#### Extracted information:
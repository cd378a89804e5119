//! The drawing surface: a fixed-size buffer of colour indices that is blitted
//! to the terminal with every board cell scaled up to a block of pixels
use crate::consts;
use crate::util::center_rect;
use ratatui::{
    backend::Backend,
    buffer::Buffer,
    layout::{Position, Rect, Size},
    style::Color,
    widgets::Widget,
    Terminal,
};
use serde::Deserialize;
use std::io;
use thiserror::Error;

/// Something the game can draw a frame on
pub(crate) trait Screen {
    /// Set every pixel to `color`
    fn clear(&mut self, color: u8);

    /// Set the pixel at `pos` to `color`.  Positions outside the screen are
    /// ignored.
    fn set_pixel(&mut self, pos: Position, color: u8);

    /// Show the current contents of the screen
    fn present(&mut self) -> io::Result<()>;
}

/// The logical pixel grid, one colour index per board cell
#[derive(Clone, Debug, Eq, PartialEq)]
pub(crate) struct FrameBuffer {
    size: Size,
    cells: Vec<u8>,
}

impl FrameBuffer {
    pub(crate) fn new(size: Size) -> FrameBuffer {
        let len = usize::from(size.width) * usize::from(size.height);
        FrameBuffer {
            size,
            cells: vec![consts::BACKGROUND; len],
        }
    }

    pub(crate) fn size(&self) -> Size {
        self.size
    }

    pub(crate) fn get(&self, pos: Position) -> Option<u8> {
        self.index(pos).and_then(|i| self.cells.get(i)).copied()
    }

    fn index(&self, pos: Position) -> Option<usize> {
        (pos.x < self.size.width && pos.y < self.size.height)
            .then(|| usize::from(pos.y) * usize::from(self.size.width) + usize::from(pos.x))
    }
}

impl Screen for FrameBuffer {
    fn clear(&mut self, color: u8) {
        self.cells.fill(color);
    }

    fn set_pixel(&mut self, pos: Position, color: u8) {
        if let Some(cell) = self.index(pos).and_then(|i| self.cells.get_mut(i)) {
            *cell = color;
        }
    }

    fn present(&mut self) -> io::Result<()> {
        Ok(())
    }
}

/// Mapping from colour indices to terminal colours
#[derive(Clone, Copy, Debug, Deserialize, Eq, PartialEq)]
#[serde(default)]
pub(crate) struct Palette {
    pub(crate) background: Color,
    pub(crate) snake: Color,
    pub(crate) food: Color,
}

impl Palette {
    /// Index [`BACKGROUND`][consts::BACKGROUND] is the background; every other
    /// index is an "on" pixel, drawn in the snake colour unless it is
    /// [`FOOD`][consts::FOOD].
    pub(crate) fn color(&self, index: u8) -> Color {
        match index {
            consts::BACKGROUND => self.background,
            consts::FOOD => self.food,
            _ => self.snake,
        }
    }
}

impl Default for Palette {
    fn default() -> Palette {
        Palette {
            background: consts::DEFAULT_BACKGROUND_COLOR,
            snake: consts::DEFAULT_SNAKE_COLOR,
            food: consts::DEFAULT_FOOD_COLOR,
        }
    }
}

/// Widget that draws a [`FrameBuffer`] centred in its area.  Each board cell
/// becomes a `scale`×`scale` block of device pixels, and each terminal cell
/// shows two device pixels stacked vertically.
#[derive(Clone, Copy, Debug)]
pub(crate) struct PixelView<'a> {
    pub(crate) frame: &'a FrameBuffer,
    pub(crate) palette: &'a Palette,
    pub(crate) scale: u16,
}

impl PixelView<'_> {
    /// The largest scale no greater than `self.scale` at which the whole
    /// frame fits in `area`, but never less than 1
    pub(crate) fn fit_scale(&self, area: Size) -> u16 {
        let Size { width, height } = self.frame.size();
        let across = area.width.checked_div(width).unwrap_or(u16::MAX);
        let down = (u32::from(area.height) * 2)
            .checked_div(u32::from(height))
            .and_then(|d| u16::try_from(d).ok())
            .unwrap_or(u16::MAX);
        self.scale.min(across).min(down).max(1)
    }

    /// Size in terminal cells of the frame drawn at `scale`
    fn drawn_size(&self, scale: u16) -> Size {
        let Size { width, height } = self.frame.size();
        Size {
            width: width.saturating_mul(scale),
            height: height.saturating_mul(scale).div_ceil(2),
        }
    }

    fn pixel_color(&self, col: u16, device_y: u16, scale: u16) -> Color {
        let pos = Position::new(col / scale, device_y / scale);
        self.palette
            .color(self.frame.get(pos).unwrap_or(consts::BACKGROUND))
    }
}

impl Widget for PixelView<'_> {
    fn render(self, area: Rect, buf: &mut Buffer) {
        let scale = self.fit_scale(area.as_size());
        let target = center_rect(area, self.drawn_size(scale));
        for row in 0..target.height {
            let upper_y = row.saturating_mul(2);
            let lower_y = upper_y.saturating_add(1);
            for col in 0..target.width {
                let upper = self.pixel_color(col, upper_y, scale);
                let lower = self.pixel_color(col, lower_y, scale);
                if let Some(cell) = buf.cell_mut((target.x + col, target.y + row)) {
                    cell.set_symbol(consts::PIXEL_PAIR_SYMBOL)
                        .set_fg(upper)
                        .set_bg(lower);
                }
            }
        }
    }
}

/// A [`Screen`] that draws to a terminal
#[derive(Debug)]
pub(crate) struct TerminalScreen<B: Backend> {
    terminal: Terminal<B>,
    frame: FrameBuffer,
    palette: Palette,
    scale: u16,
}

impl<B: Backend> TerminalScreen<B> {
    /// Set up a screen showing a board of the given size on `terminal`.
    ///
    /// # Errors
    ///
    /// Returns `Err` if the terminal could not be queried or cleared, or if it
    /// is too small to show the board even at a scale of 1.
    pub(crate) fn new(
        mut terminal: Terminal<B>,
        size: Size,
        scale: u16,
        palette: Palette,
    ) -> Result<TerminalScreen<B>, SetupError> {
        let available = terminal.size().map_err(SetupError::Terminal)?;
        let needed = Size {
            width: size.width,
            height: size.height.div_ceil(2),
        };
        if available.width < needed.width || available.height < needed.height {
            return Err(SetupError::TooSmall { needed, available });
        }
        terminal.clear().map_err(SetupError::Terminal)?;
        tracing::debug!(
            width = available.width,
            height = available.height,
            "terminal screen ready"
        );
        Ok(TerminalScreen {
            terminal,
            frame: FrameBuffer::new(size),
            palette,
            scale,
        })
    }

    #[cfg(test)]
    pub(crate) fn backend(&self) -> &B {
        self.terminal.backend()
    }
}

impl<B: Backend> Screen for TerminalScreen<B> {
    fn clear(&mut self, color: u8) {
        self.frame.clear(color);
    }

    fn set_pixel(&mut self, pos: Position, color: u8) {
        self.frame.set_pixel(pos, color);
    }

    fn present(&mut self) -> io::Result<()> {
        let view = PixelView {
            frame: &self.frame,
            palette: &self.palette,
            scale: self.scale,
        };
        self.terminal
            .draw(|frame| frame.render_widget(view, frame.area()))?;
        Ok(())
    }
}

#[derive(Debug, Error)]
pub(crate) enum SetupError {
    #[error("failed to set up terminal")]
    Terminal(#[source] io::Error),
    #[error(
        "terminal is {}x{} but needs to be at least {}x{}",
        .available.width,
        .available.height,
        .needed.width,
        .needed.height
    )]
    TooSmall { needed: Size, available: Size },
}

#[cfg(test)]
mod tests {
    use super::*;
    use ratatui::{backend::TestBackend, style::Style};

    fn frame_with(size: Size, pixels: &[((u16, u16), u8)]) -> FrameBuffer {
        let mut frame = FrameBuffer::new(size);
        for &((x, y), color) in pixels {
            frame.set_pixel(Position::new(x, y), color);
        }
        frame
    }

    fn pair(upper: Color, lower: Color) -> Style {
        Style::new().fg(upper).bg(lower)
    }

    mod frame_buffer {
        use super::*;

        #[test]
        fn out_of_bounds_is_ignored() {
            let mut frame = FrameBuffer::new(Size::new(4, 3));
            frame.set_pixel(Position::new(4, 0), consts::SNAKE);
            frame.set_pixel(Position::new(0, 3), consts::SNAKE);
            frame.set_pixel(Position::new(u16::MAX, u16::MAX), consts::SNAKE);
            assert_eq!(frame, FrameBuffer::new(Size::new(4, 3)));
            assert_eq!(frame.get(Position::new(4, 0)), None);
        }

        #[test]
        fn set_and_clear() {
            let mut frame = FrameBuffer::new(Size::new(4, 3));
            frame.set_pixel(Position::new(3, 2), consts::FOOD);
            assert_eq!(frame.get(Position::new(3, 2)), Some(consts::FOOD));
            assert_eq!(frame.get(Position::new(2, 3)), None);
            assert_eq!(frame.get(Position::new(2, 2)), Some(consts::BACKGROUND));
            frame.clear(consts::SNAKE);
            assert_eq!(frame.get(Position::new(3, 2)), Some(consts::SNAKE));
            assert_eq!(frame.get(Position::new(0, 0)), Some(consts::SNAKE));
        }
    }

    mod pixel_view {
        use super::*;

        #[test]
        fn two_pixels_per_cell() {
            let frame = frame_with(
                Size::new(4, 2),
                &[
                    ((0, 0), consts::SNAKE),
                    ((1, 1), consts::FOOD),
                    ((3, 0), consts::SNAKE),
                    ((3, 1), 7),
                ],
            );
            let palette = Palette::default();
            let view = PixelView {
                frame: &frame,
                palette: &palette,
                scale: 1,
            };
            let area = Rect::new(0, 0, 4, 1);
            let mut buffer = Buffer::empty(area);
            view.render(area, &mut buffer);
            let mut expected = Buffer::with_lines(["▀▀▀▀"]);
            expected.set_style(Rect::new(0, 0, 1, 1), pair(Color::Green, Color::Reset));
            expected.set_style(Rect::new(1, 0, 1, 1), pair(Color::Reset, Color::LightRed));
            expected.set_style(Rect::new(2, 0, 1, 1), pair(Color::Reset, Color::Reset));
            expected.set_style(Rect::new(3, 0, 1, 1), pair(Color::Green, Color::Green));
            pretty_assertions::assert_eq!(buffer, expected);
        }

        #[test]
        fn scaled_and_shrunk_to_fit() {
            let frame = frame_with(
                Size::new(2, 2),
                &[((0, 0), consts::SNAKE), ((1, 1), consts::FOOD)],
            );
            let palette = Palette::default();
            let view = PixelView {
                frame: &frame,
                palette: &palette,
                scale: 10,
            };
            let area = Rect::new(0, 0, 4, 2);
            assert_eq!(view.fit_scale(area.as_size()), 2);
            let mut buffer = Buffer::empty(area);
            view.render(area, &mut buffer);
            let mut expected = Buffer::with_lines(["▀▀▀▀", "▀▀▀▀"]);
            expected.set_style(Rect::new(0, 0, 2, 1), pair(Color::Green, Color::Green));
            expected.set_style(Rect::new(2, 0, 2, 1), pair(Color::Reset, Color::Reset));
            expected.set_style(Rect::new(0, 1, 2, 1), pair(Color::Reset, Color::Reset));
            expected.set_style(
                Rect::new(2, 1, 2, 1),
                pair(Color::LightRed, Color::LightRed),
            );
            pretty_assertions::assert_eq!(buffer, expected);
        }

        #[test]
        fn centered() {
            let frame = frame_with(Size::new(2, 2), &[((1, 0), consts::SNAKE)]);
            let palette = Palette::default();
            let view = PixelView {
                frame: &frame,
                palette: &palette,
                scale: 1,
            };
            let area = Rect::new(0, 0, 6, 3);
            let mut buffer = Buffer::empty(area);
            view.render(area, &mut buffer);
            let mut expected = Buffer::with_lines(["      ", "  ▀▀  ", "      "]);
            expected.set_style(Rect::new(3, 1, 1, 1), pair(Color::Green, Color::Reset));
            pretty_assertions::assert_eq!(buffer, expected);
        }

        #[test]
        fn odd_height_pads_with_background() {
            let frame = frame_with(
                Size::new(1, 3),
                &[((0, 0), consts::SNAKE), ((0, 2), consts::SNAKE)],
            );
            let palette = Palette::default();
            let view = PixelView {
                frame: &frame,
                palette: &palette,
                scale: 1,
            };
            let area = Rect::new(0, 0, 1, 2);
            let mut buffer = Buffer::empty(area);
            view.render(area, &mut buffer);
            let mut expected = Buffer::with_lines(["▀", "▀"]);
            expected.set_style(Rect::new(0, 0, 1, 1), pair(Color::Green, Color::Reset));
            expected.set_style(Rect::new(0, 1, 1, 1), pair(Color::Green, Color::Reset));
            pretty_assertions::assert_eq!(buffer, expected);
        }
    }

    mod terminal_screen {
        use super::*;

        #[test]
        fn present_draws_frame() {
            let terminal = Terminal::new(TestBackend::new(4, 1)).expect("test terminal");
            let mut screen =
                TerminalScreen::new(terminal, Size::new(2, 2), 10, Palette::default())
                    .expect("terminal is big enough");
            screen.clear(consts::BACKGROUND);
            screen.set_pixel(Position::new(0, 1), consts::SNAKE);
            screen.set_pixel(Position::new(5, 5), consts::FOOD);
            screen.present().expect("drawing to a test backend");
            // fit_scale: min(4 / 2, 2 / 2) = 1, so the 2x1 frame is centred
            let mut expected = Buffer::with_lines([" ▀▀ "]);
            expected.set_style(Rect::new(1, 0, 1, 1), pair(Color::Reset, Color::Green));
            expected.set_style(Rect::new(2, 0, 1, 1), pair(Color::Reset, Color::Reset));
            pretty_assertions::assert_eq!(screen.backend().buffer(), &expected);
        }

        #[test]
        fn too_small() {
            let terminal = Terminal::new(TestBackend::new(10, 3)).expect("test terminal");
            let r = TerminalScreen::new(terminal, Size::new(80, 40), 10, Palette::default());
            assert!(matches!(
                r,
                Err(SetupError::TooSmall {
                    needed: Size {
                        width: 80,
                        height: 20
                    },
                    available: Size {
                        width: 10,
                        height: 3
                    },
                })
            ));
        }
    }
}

#### Instructions to follow:
Set the lines down exactly, from the first line of the records to the line where "the screen are" appears, with both ends kept.

#### Result of the exercise:
repository cd378a89804e5119
//! The drawing surface: a fixed-size buffer of colour indices that is blitted
//! to the terminal with every board cell scaled up to a block of pixels
use crate::consts;
use crate::util::center_rect;
use ratatui::{
    backend::Backend,
    buffer::Buffer,
    layout::{Position, Rect, Size},
    style::Color,
    widgets::Widget,
    Terminal,
};
use serde::Deserialize;
use std::io;
use thiserror::Error;

/// Something the game can draw a frame on
pub(crate) trait Screen {
    /// Set every pixel to `color`
    fn clear(&mut self, color: u8);

    /// Set the pixel at `pos` to `color`.  Positions outside the screen are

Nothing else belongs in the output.